> _Activity_: Lines with "trusted": pull these out of the listing below.

══════

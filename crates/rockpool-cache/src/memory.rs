//! In-memory implementation of the Cache trait.
//!
//! Same semantics as SQLite, no persistence. Primarily for tests.

use std::collections::{BTreeMap, HashMap};
use std::sync::RwLock;

use async_trait::async_trait;

use rockpool_core::Head;

use crate::error::Result;
use crate::traits::{Cache, StoredIdentity, StoredInvite};

/// In-memory cache implementation. Thread-safe via RwLock.
pub struct MemoryCache {
    inner: RwLock<Inner>,
}

#[derive(Default)]
struct Inner {
    configs: BTreeMap<String, String>,
    heads: BTreeMap<(String, u64), Head>,
    breakpoints: HashMap<(String, String), i64>,
    invites: Vec<(String, StoredInvite)>,
    messages: BTreeMap<(String, u64), (String, String, i64)>,
    cursors: HashMap<(String, String), u64>,
    attempts: HashMap<(String, u64), u32>,
    identities: BTreeMap<String, StoredIdentity>,
    settings: HashMap<String, String>,
}

impl MemoryCache {
    /// Create a new empty in-memory cache.
    pub fn new() -> Self {
        Self {
            inner: RwLock::new(Inner::default()),
        }
    }
}

impl Default for MemoryCache {
    fn default() -> Self {
        Self::new()
    }
}

#[async_trait]
impl Cache for MemoryCache {
    async fn save_config(&self, name: &str, config: &str) -> Result<()> {
        let mut inner = self.inner.write().unwrap();
        inner.configs.insert(name.to_string(), config.to_string());
        Ok(())
    }

    async fn load_config(&self, name: &str) -> Result<Option<String>> {
        let inner = self.inner.read().unwrap();
        Ok(inner.configs.get(name).cloned())
    }

    async fn list_configs(&self) -> Result<Vec<String>> {
        let inner = self.inner.read().unwrap();
        Ok(inner.configs.keys().cloned().collect())
    }

    async fn delete_config(&self, name: &str) -> Result<()> {
        let mut inner = self.inner.write().unwrap();
        inner.configs.remove(name);
        Ok(())
    }

    async fn set_head(&self, pool: &str, head: &Head) -> Result<()> {
        let mut inner = self.inner.write().unwrap();
        inner
            .heads
            .entry((pool.to_string(), head.id))
            .or_insert_with(|| head.clone());
        Ok(())
    }

    async fn get_heads_range(
        &self,
        pool: &str,
        after_id: u64,
        before_id: u64,
        limit: u32,
    ) -> Result<Vec<Head>> {
        let start = after_id.saturating_add(1);
        if start > before_id {
            return Ok(Vec::new());
        }
        let inner = self.inner.read().unwrap();
        let mut heads: Vec<Head> = inner
            .heads
            .range((pool.to_string(), start)..(pool.to_string(), before_id))
            .map(|(_, h)| h.clone())
            .collect();
        if limit > 0 {
            heads.truncate(limit as usize);
        }
        Ok(heads)
    }

    async fn heads_since(&self, pool: &str, after_ctime: i64) -> Result<Vec<Head>> {
        let inner = self.inner.read().unwrap();
        let mut heads: Vec<Head> = inner
            .heads
            .iter()
            .filter(|((p, _), h)| p == pool && h.ctime > after_ctime)
            .map(|(_, h)| h.clone())
            .collect();
        heads.sort_by_key(|h| (h.ctime, h.id));
        Ok(heads)
    }

    async fn max_ctime(&self, pool: &str) -> Result<i64> {
        let inner = self.inner.read().unwrap();
        Ok(inner
            .heads
            .iter()
            .filter(|((p, _), _)| p == pool)
            .map(|(_, h)| h.ctime)
            .max()
            .unwrap_or(0))
    }

    async fn set_breakpoint(&self, pool: &str, channel: &str, ctime: i64) -> Result<()> {
        let mut inner = self.inner.write().unwrap();
        inner
            .breakpoints
            .insert((pool.to_string(), channel.to_string()), ctime);
        Ok(())
    }

    async fn get_breakpoint(&self, pool: &str, channel: &str) -> Result<i64> {
        let inner = self.inner.read().unwrap();
        Ok(inner
            .breakpoints
            .get(&(pool.to_string(), channel.to_string()))
            .copied()
            .unwrap_or(0))
    }

    async fn set_invite(&self, pool: &str, invite: &StoredInvite) -> Result<()> {
        let mut inner = self.inner.write().unwrap();
        inner
            .invites
            .retain(|(p, i)| !(p == pool && i.invite == invite.invite));
        inner.invites.push((pool.to_string(), invite.clone()));
        Ok(())
    }

    async fn get_invites(
        &self,
        pool: &str,
        after_ctime: i64,
        only_for: Option<&str>,
    ) -> Result<Vec<StoredInvite>> {
        let inner = self.inner.read().unwrap();
        let mut invites: Vec<StoredInvite> = inner
            .invites
            .iter()
            .filter(|(p, i)| p == pool && i.ctime > after_ctime)
            .filter(|(_, i)| match only_for {
                Some(id) => i.recipients.iter().any(|r| r == id),
                None => true,
            })
            .map(|(_, i)| i.clone())
            .collect();
        invites.sort_by_key(|i| i.ctime);
        Ok(invites)
    }

    async fn set_message(
        &self,
        pool: &str,
        id: u64,
        author: &str,
        message: &str,
        ctime: i64,
    ) -> Result<()> {
        let mut inner = self.inner.write().unwrap();
        inner
            .messages
            .entry((pool.to_string(), id))
            .or_insert_with(|| (author.to_string(), message.to_string(), ctime));
        Ok(())
    }

    async fn get_messages(
        &self,
        pool: &str,
        after_id: u64,
        before_id: u64,
        limit: u32,
    ) -> Result<Vec<String>> {
        let start = after_id.saturating_add(1);
        if start > before_id {
            return Ok(Vec::new());
        }
        let inner = self.inner.read().unwrap();
        let mut messages: Vec<String> = inner
            .messages
            .range((pool.to_string(), start)..(pool.to_string(), before_id))
            .map(|(_, (_, m, _))| m.clone())
            .collect();
        if limit > 0 {
            messages.truncate(limit as usize);
        }
        Ok(messages)
    }

    async fn set_cursor(&self, pool: &str, replica: &str, id: u64) -> Result<()> {
        let mut inner = self.inner.write().unwrap();
        inner
            .cursors
            .insert((pool.to_string(), replica.to_string()), id);
        Ok(())
    }

    async fn get_cursor(&self, pool: &str, replica: &str) -> Result<u64> {
        let inner = self.inner.read().unwrap();
        Ok(inner
            .cursors
            .get(&(pool.to_string(), replica.to_string()))
            .copied()
            .unwrap_or(0))
    }

    async fn bump_attempts(&self, pool: &str, id: u64) -> Result<u32> {
        let mut inner = self.inner.write().unwrap();
        let count = inner.attempts.entry((pool.to_string(), id)).or_insert(0);
        *count += 1;
        Ok(*count)
    }

    async fn set_identity(&self, id: &str, identity: &str, trusted: bool) -> Result<()> {
        let mut inner = self.inner.write().unwrap();
        inner.identities.insert(
            id.to_string(),
            StoredIdentity {
                id: id.to_string(),
                identity: identity.to_string(),
                trusted,
            },
        );
        Ok(())
    }

    async fn get_identity(&self, id: &str) -> Result<Option<StoredIdentity>> {
        let inner = self.inner.read().unwrap();
        Ok(inner.identities.get(id).cloned())
    }

    async fn set_trust(&self, id: &str, trusted: bool) -> Result<()> {
        let mut inner = self.inner.write().unwrap();
        if let Some(identity) = inner.identities.get_mut(id) {
            identity.trusted = trusted;
        }
        Ok(())
    }

    async fn list_identities(&self) -> Result<Vec<StoredIdentity>> {
        let inner = self.inner.read().unwrap();
        Ok(inner.identities.values().cloned().collect())
    }

    async fn set_setting(&self, key: &str, value: &str) -> Result<()> {
        let mut inner = self.inner.write().unwrap();
        inner.settings.insert(key.to_string(), value.to_string());
        Ok(())
    }

    async fn get_setting(&self, key: &str) -> Result<Option<String>> {
        let inner = self.inner.read().unwrap();
        Ok(inner.settings.get(key).cloned())
    }
}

══════

> _Exercise output_:
    async fn set_identity(&self, id: &str, identity: &str, trusted: bool) -> Result<()> {
                trusted,
    async fn set_trust(&self, id: &str, trusted: bool) -> Result<()> {
            identity.trusted = trusted;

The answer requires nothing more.